What you need to do: Find every line below with the string "matches" and pick it out.
Data for this task below:
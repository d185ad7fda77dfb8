use {
    base::Vec2,
    crates_image::ImageEncoder,
    std::{fs, path::PathBuf},
    video::{FrameSource, ReplaySource, VideoError},
};

fn write_png(path: &PathBuf, value: u8) {
    let img = crates_image::GrayImage::from_fn(4, 2, |_, _| crates_image::Luma([value]));
    let mut buffer = Vec::new();
    crates_image::codecs::png::PngEncoder::new(&mut buffer)
        .write_image(img.as_raw(), 4, 2, crates_image::ExtendedColorType::L8)
        .unwrap();
    fs::write(path, buffer).unwrap();
}

fn frames_dir(name: &str) -> PathBuf {
    let dir = std::env::temp_dir().join(format!("posture-replay-{}-{}", std::process::id(), name));
    let _ = fs::remove_dir_all(&dir);
    fs::create_dir_all(&dir).unwrap();
    write_png(&dir.join("002.png"), 20);
    write_png(&dir.join("001.png"), 10);
    fs::write(dir.join("notes.txt"), "not a frame").unwrap();
    dir
}

#[tokio::test]
async fn test_replay_in_name_order_then_ends() {
    let dir = frames_dir("order");
    let mut source = ReplaySource::open(&dir).await.unwrap();
    assert_eq!(source.len(), 2);

    let first = source.next_frame().await.unwrap().unwrap();
    assert_eq!(first.size(), Vec2::new(4, 2));
    assert!(first.data().iter().all(|&p| p == 10));

    let second = source.next_frame().await.unwrap().unwrap();
    assert!(second.data().iter().all(|&p| p == 20));

    assert!(source.is_exhausted());
    assert!(source.next_frame().await.unwrap().is_none());
    fs::remove_dir_all(&dir).ok();
}

#[tokio::test]
async fn test_replay_looping_wraps_around() {
    let dir = frames_dir("loop");
    let mut source = ReplaySource::open(&dir).await.unwrap().looping(true);

    for expected in [10u8, 20, 10, 20] {
        let frame = source.next_frame().await.unwrap().unwrap();
        assert_eq!(frame.data()[0], expected);
    }
    assert!(!source.is_exhausted());
    fs::remove_dir_all(&dir).ok();
}

#[tokio::test]
async fn test_replay_empty_directory_is_error() {
    let dir = std::env::temp_dir().join(format!("posture-replay-{}-empty", std::process::id()));
    let _ = fs::remove_dir_all(&dir);
    fs::create_dir_all(&dir).unwrap();

    let result = ReplaySource::open(&dir).await;
    assert!(matches!(result, Err(VideoError::NoFrames(_))));
    fs::remove_dir_all(&dir).ok();
}

#[tokio::test]
async fn test_replay_corrupt_frame_is_decode_error() {
    let dir = std::env::temp_dir().join(format!("posture-replay-{}-corrupt", std::process::id()));
    let _ = fs::remove_dir_all(&dir);
    fs::create_dir_all(&dir).unwrap();
    fs::write(dir.join("bad.png"), [0u8, 1, 2, 3]).unwrap();

    let mut source = ReplaySource::open(&dir).await.unwrap();
    assert!(matches!(source.next_frame().await, Err(VideoError::Decode(_))));
    fs::remove_dir_all(&dir).ok();
}

#[tokio::test]
async fn test_replay_raw_rgb_dump_converts_to_luma() {
    let dir = std::env::temp_dir().join(format!("posture-replay-{}-rgb", std::process::id()));
    let _ = fs::remove_dir_all(&dir);
    fs::create_dir_all(&dir).unwrap();
    // 2x1: black, white
    fs::write(dir.join("000.rgb"), [0u8, 0, 0, 255, 255, 255]).unwrap();

    let mut source = ReplaySource::open(&dir)
        .await
        .unwrap()
        .raw_size(Some(Vec2::new(2, 1)));
    let frame = source.next_frame().await.unwrap().unwrap();
    assert_eq!(frame.size(), Vec2::new(2, 1));
    assert_eq!(frame.data()[0], 0);
    assert!(frame.data()[1] >= 254);
    fs::remove_dir_all(&dir).ok();
}

#[tokio::test]
async fn test_replay_raw_dump_without_size_is_error() {
    let dir = std::env::temp_dir().join(format!("posture-replay-{}-nosize", std::process::id()));
    let _ = fs::remove_dir_all(&dir);
    fs::create_dir_all(&dir).unwrap();
    fs::write(dir.join("000.yuyv"), [16u8, 128, 235, 128]).unwrap();

    let mut source = ReplaySource::open(&dir).await.unwrap();
    assert!(matches!(source.next_frame().await, Err(VideoError::RawSize(_))));
    fs::remove_dir_all(&dir).ok();
}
End of Data for this task.
Result for this exercise:
    assert!(matches!(result, Err(VideoError::NoFrames(_))));
    assert!(matches!(source.next_frame().await, Err(VideoError::Decode(_))));
    assert!(matches!(source.next_frame().await, Err(VideoError::RawSize(_))));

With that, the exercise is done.